HOMILÍA DEL SANTO PADRE JUAN PABLO II

Castelgandolfo
Domingo 15 de agosto de 1982

 

1. «Tu trono subsistirá por siempre jamás, / cetro de equidad es el cetro de tu reino... / Toda radiante de gloria entra la hija del rey; / su vestido está tejido de oro» (cfr. Sal 44, [451, 7. 14).

La liturgia de la Iglesia recurre hoy a las palabras del Salmo para presentar incluso, con imágenes humanas un gran misterio de la fe.

Es el misterio de la Asunción de la Santísima Madre de Dios, la Virgen María.

Sin embargo, aún más que las analogías que se sacan del Salmo 44, son elocuentes sus mismas palabras. María se presenta en el umbral de la casa de Isabel, su pariente, y —cuando ésta la saluda como «la madre del Señor»— pronuncia las palabras del Magníficat: «Proclama mi alma la grandeza del Señor, se alegra mi espíritu en Dios, mi salvador ... Porque el Poderoso ha hecho obras grandes por mí; su nombre es santo» (Lc 1, 46-47. 49).

2. Cuando María pronunció estas palabras, se había realizado ya en Ella, mediante «la anunciación del Ángel», el misterio de la Encarnación. El Hijo de Dios, el Verbo Eterno, se había hecho hombre en su seno por obra del Espíritu Santo.

Al dirigirse «a la montaña» para visitar a Isabel, María era ya la Madre del Hijo de Dios: llevaba en sí el más grande misterio de la historia del hombre.

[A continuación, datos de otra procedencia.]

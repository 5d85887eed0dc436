//! Decoding combinators over JSON values
//!
//! `data-entry-decoder` turns untyped [`serde_json::Value`]s (usually parsed
//! from YAML or JSON text written by a person) into typed values, reporting
//! every violation with the path that led to it.
//!
//! # Building blocks
//!
//! - [`Decoder`] - the core trait, with [`Decoder::map`] and [`Decoder::boxed`]
//! - [`primitives`] - strings, booleans, numbers, untyped records and arrays,
//!   [`nullable`] and [`array`]
//! - [`structure`] - per-field helpers for hand-written record decoders
//! - [`sum`] - tagged unions written as single-key objects
//! - [`configurable`] - partial records merged over defaults
//!
//! Encoding is left to serde: an externally tagged enum serializes to exactly
//! the single-key object shape that [`Sum`] decodes.

pub mod configurable;
pub mod decoder;
pub mod error;
pub mod primitives;
pub mod structure;
pub mod sum;

pub use configurable::{configurable, Configurable};
pub use decoder::{from_fn, BoxDecoder, Decoder, FromFn, Map};
pub use error::{DecodeError, Failure, Reason, Result, Segment};
pub use primitives::{
    array, boolean, nullable, number, string, unknown, unknown_array, unknown_record,
};
pub use sum::{sum, Sum};
//! Error types for data entry
//!
//! Every failure a form can hit is recoverable at the UI level: it is rendered
//! as a banner (or a fallback block for configuration errors) and the user fixes
//! the note or the code block. [`Severity`] decides how loudly.

use data_entry_decoder::DecodeError;
use serde::Serialize;
use thiserror::Error;

/// Result type for data entry operations
pub type Result<T> = std::result::Result<T, DataEntryError>;

/// Severity levels for error classification
///
/// - **Warning**: the form still works but something needs attention, e.g. a
///   tracked note was renamed.
/// - **Error**: the affected part of the form cannot load or save.
/// - **Critical**: the block cannot render at all.
#[derive(Debug, Clone, Copy, PartialEq, Eq, Serialize)]
#[serde(rename_all = "lowercase")]
pub enum ErrorSeverity {
    Warning,
    Error,
    Critical,
}

/// Trait for error types that have severity levels
pub trait Severity {
    fn severity(&self) -> ErrorSeverity;
}

/// Failures of a tracked vault file
#[derive(Debug, Clone, PartialEq, Eq, Error)]
pub enum FileError {
    /// Nothing exists at the path
    #[error("Unable to find file at path \"{path}\".")]
    NotFound { path: String },

    /// The path exists but is a folder
    #[error("Cannot read contents of \"{path}\" as it is not a file.")]
    NotTFile { path: String },

    /// The tracked file moved away
    #[error("\"{from}\" has been renamed to \"{to}\"")]
    Renamed { from: String, to: String },

    /// A write to the file failed
    #[error("Could not modify file at \"{path}\"")]
    Modified { path: String },
}

impl FileError {
    /// The path the error is about (the old path for renames).
    pub fn path(&self) -> &str {
        match self {
            FileError::NotFound { path }
            | FileError::NotTFile { path }
            | FileError::Modified { path } => path,
            FileError::Renamed { from, .. } => from,
        }
    }
}

impl Severity for FileError {
    fn severity(&self) -> ErrorSeverity {
        match self {
            FileError::Renamed { .. } => ErrorSeverity::Warning,
            FileError::NotFound { .. }
            | FileError::NotTFile { .. }
            | FileError::Modified { .. } => ErrorSeverity::Error,
        }
    }
}

/// Failures reported by the host vault
#[derive(Debug, Clone, PartialEq, Eq, Error)]
pub enum VaultError {
    #[error("no file at \"{path}\"")]
    Missing { path: String },

    #[error("\"{path}\" is a folder")]
    NotAFile { path: String },

    #[error("write to \"{path}\" rejected: {reason}")]
    Rejected { path: String, reason: String },

    #[error("invalid frontmatter in \"{path}\": {reason}")]
    Frontmatter { path: String, reason: String },
}

impl VaultError {
    /// The matching file error, for failures that describe the file itself.
    pub fn as_file_error(&self) -> Option<FileError> {
        match self {
            VaultError::Missing { path } => Some(FileError::NotFound { path: path.clone() }),
            VaultError::NotAFile { path } => Some(FileError::NotTFile { path: path.clone() }),
            VaultError::Rejected { .. } | VaultError::Frontmatter { .. } => None,
        }
    }
}

/// Failures turning a code block into a configuration
#[derive(Debug, Error)]
pub enum ConfigError {
    /// The code block language is not one this plugin registers
    #[error("unsupported code block language: {language}")]
    UnsupportedLanguage { language: String },

    /// The body is not valid YAML or JSON
    #[error("failed to parse {format} code block: {message}")]
    Parse {
        format: &'static str,
        message: String,
    },

    /// The body parsed but does not describe a valid configuration
    #[error("invalid configuration:\n{0}")]
    Decode(#[from] DecodeError),
}

impl Severity for ConfigError {
    fn severity(&self) -> ErrorSeverity {
        ErrorSeverity::Critical
    }
}

/// Failures loading or saving the records behind a form
#[derive(Debug, Error)]
pub enum DatasourceError {
    #[error(transparent)]
    File(#[from] FileError),

    /// The stored value is not an array of objects
    #[error("{location} must hold an array of objects:\n{error}")]
    Shape {
        location: String,
        error: DecodeError,
    },

    /// The file body is not valid JSON
    #[error("failed to parse JSON in \"{path}\": {source}")]
    Json {
        path: String,
        #[source]
        source: serde_json::Error,
    },

    /// Records could not be serialized for writing
    #[error("failed to serialize records: {0}")]
    Serialize(#[source] serde_json::Error),

    /// There is nothing to submit, e.g. the cursor points past the records
    #[error("no form is selected")]
    NothingSelected,
}

impl Severity for DatasourceError {
    fn severity(&self) -> ErrorSeverity {
        match self {
            DatasourceError::File(e) => e.severity(),
            DatasourceError::NothingSelected => ErrorSeverity::Warning,
            DatasourceError::Shape { .. }
            | DatasourceError::Json { .. }
            | DatasourceError::Serialize(_) => ErrorSeverity::Error,
        }
    }
}

/// Failures loading or saving plugin settings
#[derive(Debug, Error)]
pub enum SettingsError {
    #[error("failed to merge settings: {0}")]
    Merge(#[from] figment::Error),

    #[error("plugin data store failed: {message}")]
    Store { message: String },
}

/// Top-level error for data entry operations
#[derive(Debug, Error)]
pub enum DataEntryError {
    #[error(transparent)]
    Config(#[from] ConfigError),

    #[error(transparent)]
    File(#[from] FileError),

    #[error(transparent)]
    Datasource(#[from] DatasourceError),

    #[error(transparent)]
    Settings(#[from] SettingsError),

    #[error(transparent)]
    Vault(#[from] VaultError),
}

impl Severity for DataEntryError {
    fn severity(&self) -> ErrorSeverity {
        match self {
            DataEntryError::Config(e) => e.severity(),
            DataEntryError::File(e) => e.severity(),
            DataEntryError::Datasource(e) => e.severity(),
            DataEntryError::Settings(_) | DataEntryError::Vault(_) => ErrorSeverity::Error,
        }
    }
}
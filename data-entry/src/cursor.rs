//! Pagination cursor over a datasource

/// Index of the record on screen, bounded to `[min, max]`.
///
/// `None` means no record is selected. The bounds follow the data: once a
/// maximum is known the cursor snaps to it if nothing was selected yet, and
/// moves back inside the range if the data shrank.
#[derive(Debug, Clone, PartialEq, Eq)]
pub struct Cursor {
    min: usize,
    max: Option<usize>,
    value: Option<usize>,
}

impl Cursor {
    /// A cursor with nothing selected.
    pub fn new(min: usize, max: Option<usize>) -> Self {
        Self {
            min,
            max,
            value: None,
        }
    }

    pub fn value(&self) -> Option<usize> {
        self.value
    }

    pub fn min(&self) -> usize {
        self.min
    }

    pub fn max(&self) -> Option<usize> {
        self.max
    }

    /// Update the upper bound, e.g. after the data was reloaded.
    pub fn set_max(&mut self, max: Option<usize>) {
        self.max = max;
        self.value = match (self.value, max) {
            (_, None) => None,
            (None, Some(max)) => Some(max),
            (Some(value), Some(_)) => Some(self.clamp(value as i64)),
        };
    }

    /// Select `value`, clamped into range. Ignored while there is no maximum.
    pub fn set(&mut self, value: Option<usize>) {
        self.value = match (value, self.max) {
            (Some(value), Some(_)) => Some(self.clamp(value as i64)),
            _ => None,
        };
    }

    /// Move by `count`, stopping at either bound. Does nothing when no record is selected.
    pub fn increment_by(&mut self, count: i64) {
        if let Some(value) = self.value {
            self.value = Some(self.clamp(value as i64 + count));
        }
    }

    pub fn increment(&mut self) {
        self.increment_by(1);
    }

    pub fn decrement(&mut self) {
        self.increment_by(-1);
    }

    /// Deselect.
    pub fn clear(&mut self) {
        self.value = None;
    }

    fn clamp(&self, value: i64) -> usize {
        let min = self.min as i64;
        let max = self.max.map_or(min, |max| (max as i64).max(min));
        value.clamp(min, max) as usize
    }
}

De lo profundo de este misterio nacen las palabras del himno del Magníficat. De lo profundo de este misterio María alaba al Omnipotente porque «ha hecho cosas grandes» por Ella (Lc 1, 49).

Y no sólo por Ella. Por toda la humanidad: por todos los hombres y por cada uno de los hombres Dios ha hecho «grandes cosas» haciéndose hombre. Pero Ella, la Virgen de Nazaret, ha sido objeto de una elevación especial, de una dignidad particular. Pues ha llegado a ser la Madre del Dios-Hombre.

Hoy, en el día de la Asunción, la liturgia de la Iglesia pone en los labios de María sus mismas palabras: «El Poderoso ha hecho obras grandes por mí».

Entre la Visitación y la Asunción hay continuidad. Aquélla que ha sido elegida eternamente para ser Madre del Verbo Encarnado; Aquélla en la que Dios mismo ha habitado en la persona del Hijo, comienza a morar de modo particular en Dios: Padre, Hijo y Espíritu Santo.

He aquí el misterio que meditamos con veneración hoy: el misterio de la Asunción.

3. Aquélla en la que Dios mismo tomó morada en la Persona del Hijo, fue concebida inmaculada: está libre de la herencia del pecado original.

De este modo fue también preservada de la ley de la muerte, que entró en la historia del hombre junto con el pecado.

Escribe San Pablo (y estas palabras las leemos en la liturgia de hoy): «Si por un hombre vino la muerte, por un hombre ha venido la resurrección. Si por Adán murieron todos, por Cristo todos volverán a la vida, pero cada uno en su puesto» (1 Cor 15, 21-23).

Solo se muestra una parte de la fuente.